Several organizations in Gunnison County are working on helping those struggling with mental health, including Crested Butte State of Mind, Gunnison Valley Health’s Behavioral Health Department, Gunnison Valley Health Foundation and Tri-County Health Network. Burt also stressed that people can call Colorado Crisis Services to talk to someone locally and discreetly.
Tri-County Health Network is also working with the Colorado-National Collaborative for Suicide Prevention, which is a partnership of local, state and national professionals working to identify, promote and implement comprehensive state and community-based strategies for preventing suicide.
“Thank you for keeping this conversation going,” said Burt. “Talking about suicide is not only the first step in preventing it, but also in healing from it.
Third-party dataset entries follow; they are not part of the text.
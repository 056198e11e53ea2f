//! # fleet-core: Pure State Logic for Fleet Ops
//!
//! This crate is the **heart** of Fleet Ops. It holds the fleet snapshot,
//! the transition engine that keeps vehicles, drivers, trips and
//! maintenance consistent with one another, and every figure derived from
//! that snapshot. No I/O.
//!
//! ## Architecture Position
//! ```text
//! ┌─────────────────────────────────────────────────────────────────────────┐
//! │                        Fleet Ops Architecture                           │
//! │                                                                         │
//! │  ┌─────────────────────────────────────────────────────────────────┐   │
//! │  │                    Dashboard (any front end)                    │   │
//! │  │   Vehicles ──► Drivers ──► Trips ──► Maintenance ──► Analytics  │   │
//! │  └─────────────────────────────┬───────────────────────────────────┘   │
//! │                                │ commands / action JSON                 │
//! │  ┌─────────────────────────────▼───────────────────────────────────┐   │
//! │  │                    fleet-store                                  │   │
//! │  │   FleetStore (single writer), capability checks, config, logs   │   │
//! │  └─────────────────────────────┬───────────────────────────────────┘   │
//! │                                │                                        │
//! │  ┌─────────────────────────────▼───────────────────────────────────┐   │
//! │  │               ★ fleet-core (THIS CRATE) ★                       │   │
//! │  │                                                                 │   │
//! │  │   ┌──────────┐  ┌──────────┐  ┌──────────┐  ┌──────────────┐   │   │
//! │  │   │  types   │  │  engine  │  │ metrics  │  │  validation  │   │   │
//! │  │   │  state   │  │  action  │  │selectors │  │    access    │   │   │
//! │  │   │  ids     │  │          │  │          │  │              │   │   │
//! │  │   └──────────┘  └──────────┘  └──────────┘  └──────────────┘   │   │
//! │  │                                                                 │   │
//! │  │   NO I/O • NO LOCKS • NO LOGGING • PURE FUNCTIONS               │   │
//! │  └─────────────────────────────────────────────────────────────────┘   │
//! └─────────────────────────────────────────────────────────────────────────┘
//! ```
//!
//! ## Modules
//!
//! - [`types`] - Entities, statuses, patches and filters
//! - [`state`] - `FleetState`, the whole-fleet snapshot
//! - [`ids`] - Sequential id generation (`V009`, `T012`)
//! - [`action`] - `FleetAction`, the closed set of state changes
//! - [`engine`] - `apply`: action + snapshot → next snapshot
//! - [`metrics`] - Costs, revenue, ROI, utilization, analytics
//! - [`selectors`] - Filtered and ordered views
//! - [`validation`] - Form input → typed records
//! - [`access`] - Roles and the capability predicate
//! - [`money`] - Integer paise
//! - [`error`] - Domain error types
//!
//! ## Design Principles
//!
//! 1. **Snapshots**: `apply` never edits its input; it returns a new state
//! 2. **All or nothing**: an action and its cascades land together or not at all
//! 3. **Integer Money**: amounts are paise (i64), never floats
//! 4. **Dangling ids are fine**: deleting a vehicle never breaks its trips
//!
//! ## Example Usage
//!
//! ```rust
//! use chrono::NaiveDate;
//! use fleet_core::{apply_on, FleetAction, FleetState, TripStatus, VehicleStatus};
//! # use fleet_core::{Money, Region, Trip, Vehicle, VehicleType};
//! # let mut state = FleetState::new();
//! # state.vehicles.push(Vehicle {
//! #     id: "V001".into(), name: "Volvo FH16".into(), model: "FH16 750".into(),
//! #     vehicle_type: VehicleType::Truck, plate: "MH-01-AB-1234".into(),
//! #     capacity: 24000, odometer: 142500, status: VehicleStatus::Available,
//! #     region: Region::North, year: 2021,
//! # });
//! # state.trips.push(Trip {
//! #     id: "T006".into(), vehicle_id: "V001".into(), driver_id: "D001".into(),
//! #     origin: "Delhi".into(), destination: "Chandigarh".into(),
//! #     cargo_description: "FMCG Goods".into(), cargo_weight: 20000,
//! #     status: TripStatus::Draft, start_date: None, end_date: None,
//! #     revenue: Money::from_major(70000),
//! # });
//! let today = NaiveDate::from_ymd_opt(2026, 2, 21).unwrap();
//!
//! let action = FleetAction::UpdateTripStatus {
//!     trip_id: "T006".into(),
//!     status: TripStatus::Dispatched,
//! };
//! let next = apply_on(&state, action, today).unwrap();
//!
//! assert_eq!(next.vehicle("V001").unwrap().status, VehicleStatus::OnTrip);
//! // the old snapshot is untouched
//! assert_eq!(state.vehicle("V001").unwrap().status, VehicleStatus::Available);
//! ```

// =============================================================================
// Module Declarations
// =============================================================================

pub mod access;
pub mod action;
pub mod engine;
pub mod error;
pub mod ids;
pub mod metrics;
pub mod money;
pub mod selectors;
pub mod state;
pub mod types;
pub mod validation;

// =============================================================================
// Re-exports for Convenience
// =============================================================================
// These allow users to do `use fleet_core::FleetState` instead of
// `use fleet_core::state::FleetState`

pub use access::{Capability, Permission, Role};
pub use action::FleetAction;
pub use engine::{apply, apply_json, apply_on};
pub use error::{CoreError, CoreResult, FieldErrors, ValidationError};
pub use ids::EntityKind;
pub use money::Money;
pub use state::FleetState;
pub use types::*;
//! # Derived Metrics
//!
//! Read-only figures computed from a [`FleetState`] snapshot. Nothing here
//! is stored; every call recomputes from the collections.
//!
//! ## Cost & Return
//! ```text
//! fuel(v)        = Σ fuel_logs[v].total_cost
//! maintenance(v) = Σ maintenance_logs[v].cost
//! revenue(v)     = Σ trips[v].revenue        where status == Completed
//! roi(v)         = (revenue − cost) / cost × 100,   0 when cost == 0
//! ```
//!
//! ## Utilization
//! ```text
//! total       = vehicles not Retired
//! utilization = round((total − available) / total × 100),   0 when total == 0
//! ```

use chrono::{Local, NaiveDate};
use serde::{Deserialize, Serialize};
use ts_rs::TS;

use crate::money::Money;
use crate::state::FleetState;
use crate::types::{DriverStatus, Region, TripStatus, VehicleStatus, VehicleType};

// =============================================================================
// Per-Vehicle Figures
// =============================================================================

#[derive(Debug, Clone, Copy, PartialEq, Eq, Default, Serialize, Deserialize, TS)]
#[serde(rename_all = "camelCase")]
#[ts(export)]
pub struct VehicleCosts {
    pub fuel: Money,
    pub maintenance: Money,
    pub total: Money,
}

/// Operational cost of one vehicle. An unknown id costs nothing.
pub fn vehicle_costs(state: &FleetState, vehicle_id: &str) -> VehicleCosts {
    let fuel: Money = state
        .fuel_logs
        .iter()
        .filter(|f| f.vehicle_id == vehicle_id)
        .map(|f| f.total_cost)
        .sum();
    let maintenance: Money = state
        .maintenance_logs
        .iter()
        .filter(|m| m.vehicle_id == vehicle_id)
        .map(|m| m.cost)
        .sum();

    VehicleCosts {
        fuel,
        maintenance,
        total: fuel + maintenance,
    }
}

/// Revenue earned by completed trips of one vehicle.
pub fn vehicle_revenue(state: &FleetState, vehicle_id: &str) -> Money {
    state
        .trips
        .iter()
        .filter(|t| t.vehicle_id == vehicle_id && t.status == TripStatus::Completed)
        .map(|t| t.revenue)
        .sum()
}

/// Return on operating cost as a percentage.
///
/// ```rust
/// use fleet_core::metrics::roi;
/// use fleet_core::money::Money;
///
/// assert_eq!(roi(Money::from_major(150), Money::from_major(100)), 50.0);
/// assert_eq!(roi(Money::from_major(150), Money::zero()), 0.0);
/// ```
pub fn roi(revenue: Money, cost: Money) -> f64 {
    (revenue - cost)
        .ratio(cost)
        .map(|r| r * 100.0)
        .unwrap_or(0.0)
}

pub fn vehicle_roi(state: &FleetState, vehicle_id: &str) -> f64 {
    roi(
        vehicle_revenue(state, vehicle_id),
        vehicle_costs(state, vehicle_id).total,
    )
}

/// Completed trips on record for one vehicle.
pub fn completed_trips(state: &FleetState, vehicle_id: &str) -> usize {
    state
        .trips
        .iter()
        .filter(|t| t.vehicle_id == vehicle_id && t.status == TripStatus::Completed)
        .count()
}

// =============================================================================
// Drivers
// =============================================================================

/// Whether the driver's license expired before today. Unknown drivers are
/// reported as not expired.
pub fn is_license_expired(state: &FleetState, driver_id: &str) -> bool {
    is_license_expired_on(state, driver_id, Local::now().date_naive())
}

pub fn is_license_expired_on(state: &FleetState, driver_id: &str, today: NaiveDate) -> bool {
    state
        .driver(driver_id)
        .is_some_and(|d| d.is_license_expired_on(today))
}

/// How many drivers on record hold an expired license.
pub fn expired_license_count(state: &FleetState, today: NaiveDate) -> usize {
    state
        .drivers
        .iter()
        .filter(|d| d.is_license_expired_on(today))
        .count()
}

/// Trips on record (any status) naming this driver.
pub fn driver_trip_count(state: &FleetState, driver_id: &str) -> usize {
    state.trips.iter().filter(|t| t.driver_id == driver_id).count()
}

// =============================================================================
// Fleet KPIs
// =============================================================================

/// Headline numbers for the command center.
#[derive(Debug, Clone, Copy, PartialEq, Eq, Default, Serialize, Deserialize, TS)]
#[serde(rename_all = "camelCase")]
#[ts(export)]
pub struct FleetKpis {
    /// Vehicles On Trip.
    pub active: usize,
    pub in_shop: usize,
    /// Percent of the non-retired fleet not Available, 0-100.
    pub utilization: u32,
    /// Vehicles not Retired.
    pub total: usize,
    pub available: usize,
}

pub fn fleet_kpis(state: &FleetState) -> FleetKpis {
    let count = |status: VehicleStatus| {
        state
            .vehicles
            .iter()
            .filter(|v| v.status == status)
            .count()
    };

    let active = count(VehicleStatus::OnTrip);
    let in_shop = count(VehicleStatus::InShop);
    let available = count(VehicleStatus::Available);
    let total = state.vehicles.len() - count(VehicleStatus::Retired);

    let utilization = if total == 0 {
        0
    } else {
        (((total - available) as f64 / total as f64) * 100.0).round() as u32
    };

    FleetKpis {
        active,
        in_shop,
        utilization,
        total,
        available,
    }
}

/// How many records sit in one status.
#[derive(Debug, Clone, Copy, PartialEq, Eq, Serialize, Deserialize, TS)]
pub struct StatusCount<S> {
    pub status: S,
    pub count: usize,
}

/// Vehicles per status, in [`VehicleStatus::ALL`] order.
pub fn vehicle_status_counts(state: &FleetState) -> Vec<StatusCount<VehicleStatus>> {
    VehicleStatus::ALL
        .iter()
        .map(|&status| StatusCount {
            status,
            count: state.vehicles.iter().filter(|v| v.status == status).count(),
        })
        .collect()
}

/// Trips per status, in [`TripStatus::ALL`] order.
pub fn trip_status_counts(state: &FleetState) -> Vec<StatusCount<TripStatus>> {
    TripStatus::ALL
        .iter()
        .map(|&status| StatusCount {
            status,
            count: state.trips.iter().filter(|t| t.status == status).count(),
        })
        .collect()
}

/// Drivers per duty status, in [`DriverStatus::ALL`] order.
pub fn driver_status_counts(state: &FleetState) -> Vec<StatusCount<DriverStatus>> {
    DriverStatus::ALL
        .iter()
        .map(|&status| StatusCount {
            status,
            count: state.drivers.iter().filter(|d| d.status == status).count(),
        })
        .collect()
}

/// Mean safety score over the roster, rounded. `None` with no drivers.
pub fn average_safety_score(state: &FleetState) -> Option<u8> {
    if state.drivers.is_empty() {
        return None;
    }
    let total: u32 = state.drivers.iter().map(|d| u32::from(d.safety_score)).sum();
    Some((f64::from(total) / state.drivers.len() as f64).round() as u8)
}

// =============================================================================
// Analytics
// =============================================================================

/// One row of the per-vehicle financial report.
#[derive(Debug, Clone, PartialEq, Serialize, Deserialize, TS)]
#[serde(rename_all = "camelCase")]
#[ts(export)]
pub struct VehicleAnalytics {
    pub vehicle_id: String,
    pub name: String,
    #[serde(rename = "type")]
    pub vehicle_type: VehicleType,
    pub region: Region,
    pub status: VehicleStatus,
    pub trips_completed: usize,
    pub revenue: Money,
    pub fuel_cost: Money,
    pub maintenance_cost: Money,
    pub total_cost: Money,
    pub roi: f64,
}

#[derive(Debug, Clone, Copy, PartialEq, Default, Serialize, Deserialize, TS)]
#[serde(rename_all = "camelCase")]
#[ts(export)]
pub struct AnalyticsSummary {
    pub total_revenue: Money,
    pub total_fuel: Money,
    pub total_maintenance: Money,
    pub total_cost: Money,
    pub overall_roi: f64,
}

#[derive(Debug, Clone, PartialEq, Default, Serialize, Deserialize, TS)]
#[serde(rename_all = "camelCase")]
#[ts(export)]
pub struct FleetAnalytics {
    pub rows: Vec<VehicleAnalytics>,
    pub summary: AnalyticsSummary,
}

/// Financial report over every non-retired vehicle.
pub fn fleet_analytics(state: &FleetState) -> FleetAnalytics {
    let rows: Vec<VehicleAnalytics> = state
        .vehicles
        .iter()
        .filter(|v| v.status != VehicleStatus::Retired)
        .map(|v| {
            let costs = vehicle_costs(state, &v.id);
            let revenue = vehicle_revenue(state, &v.id);
            VehicleAnalytics {
                vehicle_id: v.id.clone(),
                name: v.name.clone(),
                vehicle_type: v.vehicle_type,
                region: v.region,
                status: v.status,
                trips_completed: completed_trips(state, &v.id),
                revenue,
                fuel_cost: costs.fuel,
                maintenance_cost: costs.maintenance,
                total_cost: costs.total,
                roi: roi(revenue, costs.total),
            }
        })
        .collect();

    let total_revenue: Money = rows.iter().map(|r| r.revenue).sum();
    let total_fuel: Money = rows.iter().map(|r| r.fuel_cost).sum();
    let total_maintenance: Money = rows.iter().map(|r| r.maintenance_cost).sum();
    let total_cost = total_fuel + total_maintenance;

    FleetAnalytics {
        summary: AnalyticsSummary {
            total_revenue,
            total_fuel,
            total_maintenance,
            total_cost,
            overall_roi: roi(total_revenue, total_cost),
        },
        rows,
    }
}

/// Plain-text table for CSV export.
#[derive(Debug, Clone, PartialEq, Eq, Default, Serialize, Deserialize, TS)]
#[ts(export)]
pub struct ExportTable {
    pub headers: Vec<String>,
    pub rows: Vec<Vec<String>>,
}

impl ExportTable {
    /// Renders as CSV. Cells containing a comma or quote are quoted.
    pub fn to_csv(&self) -> String {
        let line = |cells: &[String]| {
            cells
                .iter()
                .map(|c| {
                    if c.contains(',') || c.contains('"') {
                        format!("\"{}\"", c.replace('"', "\"\""))
                    } else {
                        c.clone()
                    }
                })
                .collect::<Vec<_>>()
                .join(",")
        };

        let mut out = line(&self.headers);
        for row in &self.rows {
            out.push('\n');
            out.push_str(&line(row));
        }
        out
    }
}

impl FleetAnalytics {
    /// The analytics report as a flat table; amounts in whole rupees.
    pub fn to_table(&self) -> ExportTable {
        let headers = [
            "Vehicle ID",
            "Name",
            "Type",
            "Region",
            "Trips",
            "Revenue (₹)",
            "Fuel Cost (₹)",
            "Maintenance Cost (₹)",
            "Total Cost (₹)",
            "ROI (%)",
        ]
        .iter()
        .map(|h| h.to_string())
        .collect();

        let rows = self
            .rows
            .iter()
            .map(|r| {
                vec![
                    r.vehicle_id.clone(),
                    r.name.clone(),
                    r.vehicle_type.to_string(),
                    r.region.to_string(),
                    r.trips_completed.to_string(),
                    r.revenue.rounded_major().to_string(),
                    r.fuel_cost.rounded_major().to_string(),
                    r.maintenance_cost.rounded_major().to_string(),
                    r.total_cost.rounded_major().to_string(),
                    format!("{:.1}", r.roi),
                ]
            })
            .collect();

        ExportTable { headers, rows }
    }
}

// =============================================================================
// Unit Tests
// =============================================================================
Local governments are in the unique position to help start the conversation around suicide during the month of September and year-round. I appreciate your courage to help reduce the stigma that comes with this topic, and I know your community members feel the same.”
This weekend, locals have the opportunity to support the fight against suicide on Saturday, September 16 at the annual Trek for Life fundraising West Maroon hike event (https://trekforlife.net). Proceeds go directly toward helping individuals who are underinsured or do not have insurance access Gunnison Valley Health Foundation’s mental health services.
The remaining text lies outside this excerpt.